- _PROBLEM TO WORK ON_
Print the complete listing so that it matches the original exactly.
◇ ◇ ◇ ◇
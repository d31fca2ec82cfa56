//! Token resolution and secret verification: the public surface.
//!
//! A resolution session lives entirely in the caller: the server holds no
//! state between the initial fetch and a later secret submission. Each
//! call here is one complete step of the session's state machine.

use std::sync::Arc;

use tracing::debug;

use securelink_core::error::AppError;
use securelink_entity::link::Link;
use securelink_store::LinkStore;

/// Handles unauthenticated link resolution.
#[derive(Debug, Clone)]
pub struct ResolveService {
    /// Link store.
    store: Arc<dyn LinkStore>,
}

/// Metadata released for a token lookup.
///
/// The destination is withheld while the link is gated; everything else
/// (name, thumbnail, view count) is public before the secret is entered.
#[derive(Debug, Clone, serde::Serialize, serde::Deserialize)]
pub struct Resolution {
    /// Display name of the link.
    pub name: String,
    /// Thumbnail URL, if any.
    pub thumbnail_url: Option<String>,
    /// Whether the caller must verify a secret before disclosure.
    pub requires_secret: bool,
    /// Current view count.
    pub view_count: i64,
    /// The destination, present only when disclosure happened.
    #[serde(skip_serializing_if = "Option::is_none")]
    pub destination_url: Option<String>,
}

/// Outcome of a secret verification attempt.
#[derive(Debug, Clone, serde::Serialize, serde::Deserialize)]
pub struct SecretCheck {
    /// Whether the candidate matched.
    pub ok: bool,
    /// The destination, released on a match.
    #[serde(skip_serializing_if = "Option::is_none")]
    pub destination_url: Option<String>,
    /// View count after the disclosure, on a match.
    #[serde(skip_serializing_if = "Option::is_none")]
    pub view_count: Option<i64>,
}

impl ResolveService {
    /// Creates a new resolve service.
    pub fn new(store: Arc<dyn LinkStore>) -> Self {
        Self { store }
    }

    /// Resolves a token to link metadata.
    ///
    /// An ungated link is disclosed immediately and the view counter
    /// incremented; a gated link comes back with the destination withheld
    /// and no side effect. Unknown tokens fail with `NotFound`, without
    /// distinguishing "never existed" from "deleted".
    pub async fn resolve(&self, token: &str) -> Result<Resolution, AppError> {
        let link = self.store.get_by_token(token).await?;

        if link.requires_secret() {
            debug!(token, "Resolved gated link, destination withheld");
            return Ok(Resolution {
                name: link.name,
                thumbnail_url: link.thumbnail_url,
                requires_secret: true,
                view_count: link.view_count,
                destination_url: None,
            });
        }

        let view_count = self.store.increment_view(token).await?;
        debug!(token, view_count, "Disclosed ungated link");

        Ok(Resolution {
            name: link.name,
            thumbnail_url: link.thumbnail_url,
            requires_secret: false,
            view_count,
            destination_url: Some(link.destination_url),
        })
    }

    /// Verifies a candidate secret against the stored one.
    ///
    /// Comparison is exact plaintext equality, preserved from the source
    /// system; there is no attempt limit. A match discloses the
    /// destination and counts the view exactly once per successful call.
    /// A mismatch is a recoverable outcome, not an error.
    pub async fn check_secret(
        &self,
        token: &str,
        candidate: &str,
    ) -> Result<SecretCheck, AppError> {
        let link = self.store.get_by_token(token).await?;

        if !secret_matches(&link, candidate) {
            debug!(token, "Secret mismatch");
            return Ok(SecretCheck {
                ok: false,
                destination_url: None,
                view_count: None,
            });
        }

        let view_count = self.store.increment_view(token).await?;
        debug!(token, view_count, "Secret verified, link disclosed");

        Ok(SecretCheck {
            ok: true,
            destination_url: Some(link.destination_url),
            view_count: Some(view_count),
        })
    }
}

/// A link without a secret verifies trivially; there is nothing to mismatch.
fn secret_matches(link: &Link, candidate: &str) -> bool {
    match &link.secret {
        Some(secret) => secret == candidate,
        None => true,
    }
}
◇ ◇ ◇ ◇
- _TASK RESPONSE_
repository d31fca2ec82cfa56
//! Token resolution and secret verification: the public surface.
//!
//! A resolution session lives entirely in the caller: the server holds no
//! state between the initial fetch and a later secret submission. Each
//! call here is one complete step of the session's state machine.

use std::sync::Arc;

use tracing::debug;

use securelink_core::error::AppError;
use securelink_entity::link::Link;
use securelink_store::LinkStore;

/// Handles unauthenticated link resolution.
#[derive(Debug, Clone)]
pub struct ResolveService {
    /// Link store.
    store: Arc<dyn LinkStore>,
}

/// Metadata released for a token lookup.
///
/// The destination is withheld while the link is gated; everything else
/// (name, thumbnail, view count) is public before the secret is entered.
#[derive(Debug, Clone, serde::Serialize, serde::Deserialize)]
pub struct Resolution {
    /// Display name of the link.
    pub name: String,
    /// Thumbnail URL, if any.
    pub thumbnail_url: Option<String>,
    /// Whether the caller must verify a secret before disclosure.
    pub requires_secret: bool,
    /// Current view count.
    pub view_count: i64,
    /// The destination, present only when disclosure happened.
    #[serde(skip_serializing_if = "Option::is_none")]
    pub destination_url: Option<String>,
}

/// Outcome of a secret verification attempt.
#[derive(Debug, Clone, serde::Serialize, serde::Deserialize)]
pub struct SecretCheck {
    /// Whether the candidate matched.
    pub ok: bool,
    /// The destination, released on a match.
    #[serde(skip_serializing_if = "Option::is_none")]
    pub destination_url: Option<String>,
    /// View count after the disclosure, on a match.
    #[serde(skip_serializing_if = "Option::is_none")]
    pub view_count: Option<i64>,
}

impl ResolveService {
    /// Creates a new resolve service.
    pub fn new(store: Arc<dyn LinkStore>) -> Self {
        Self { store }
    }

    /// Resolves a token to link metadata.
    ///
    /// An ungated link is disclosed immediately and the view counter
    /// incremented; a gated link comes back with the destination withheld
    /// and no side effect. Unknown tokens fail with `NotFound`, without
    /// distinguishing "never existed" from "deleted".
    pub async fn resolve(&self, token: &str) -> Result<Resolution, AppError> {
        let link = self.store.get_by_token(token).await?;

        if link.requires_secret() {
            debug!(token, "Resolved gated link, destination withheld");
            return Ok(Resolution {
                name: link.name,
                thumbnail_url: link.thumbnail_url,
                requires_secret: true,
                view_count: link.view_count,
                destination_url: None,
            });
        }

        let view_count = self.store.increment_view(token).await?;
        debug!(token, view_count, "Disclosed ungated link");

        Ok(Resolution {
            name: link.name,
            thumbnail_url: link.thumbnail_url,
            requires_secret: false,
            view_count,
            destination_url: Some(link.destination_url),
        })
    }

    /// Verifies a candidate secret against the stored one.
    ///
    /// Comparison is exact plaintext equality, preserved from the source
    /// system; there is no attempt limit. A match discloses the
    /// destination and counts the view exactly once per successful call.
    /// A mismatch is a recoverable outcome, not an error.
    pub async fn check_secret(
        &self,
        token: &str,
        candidate: &str,
    ) -> Result<SecretCheck, AppError> {
        let link = self.store.get_by_token(token).await?;

        if !secret_matches(&link, candidate) {
            debug!(token, "Secret mismatch");
            return Ok(SecretCheck {
                ok: false,
                destination_url: None,
                view_count: None,
            });
        }

        let view_count = self.store.increment_view(token).await?;
        debug!(token, view_count, "Secret verified, link disclosed");

        Ok(SecretCheck {
            ok: true,
            destination_url: Some(link.destination_url),
            view_count: Some(view_count),
        })
    }
}

/// A link without a secret verifies trivially; there is nothing to mismatch.
fn secret_matches(link: &Link, candidate: &str) -> bool {
    match &link.secret {
        Some(secret) => secret == candidate,
        None => true,
    }
}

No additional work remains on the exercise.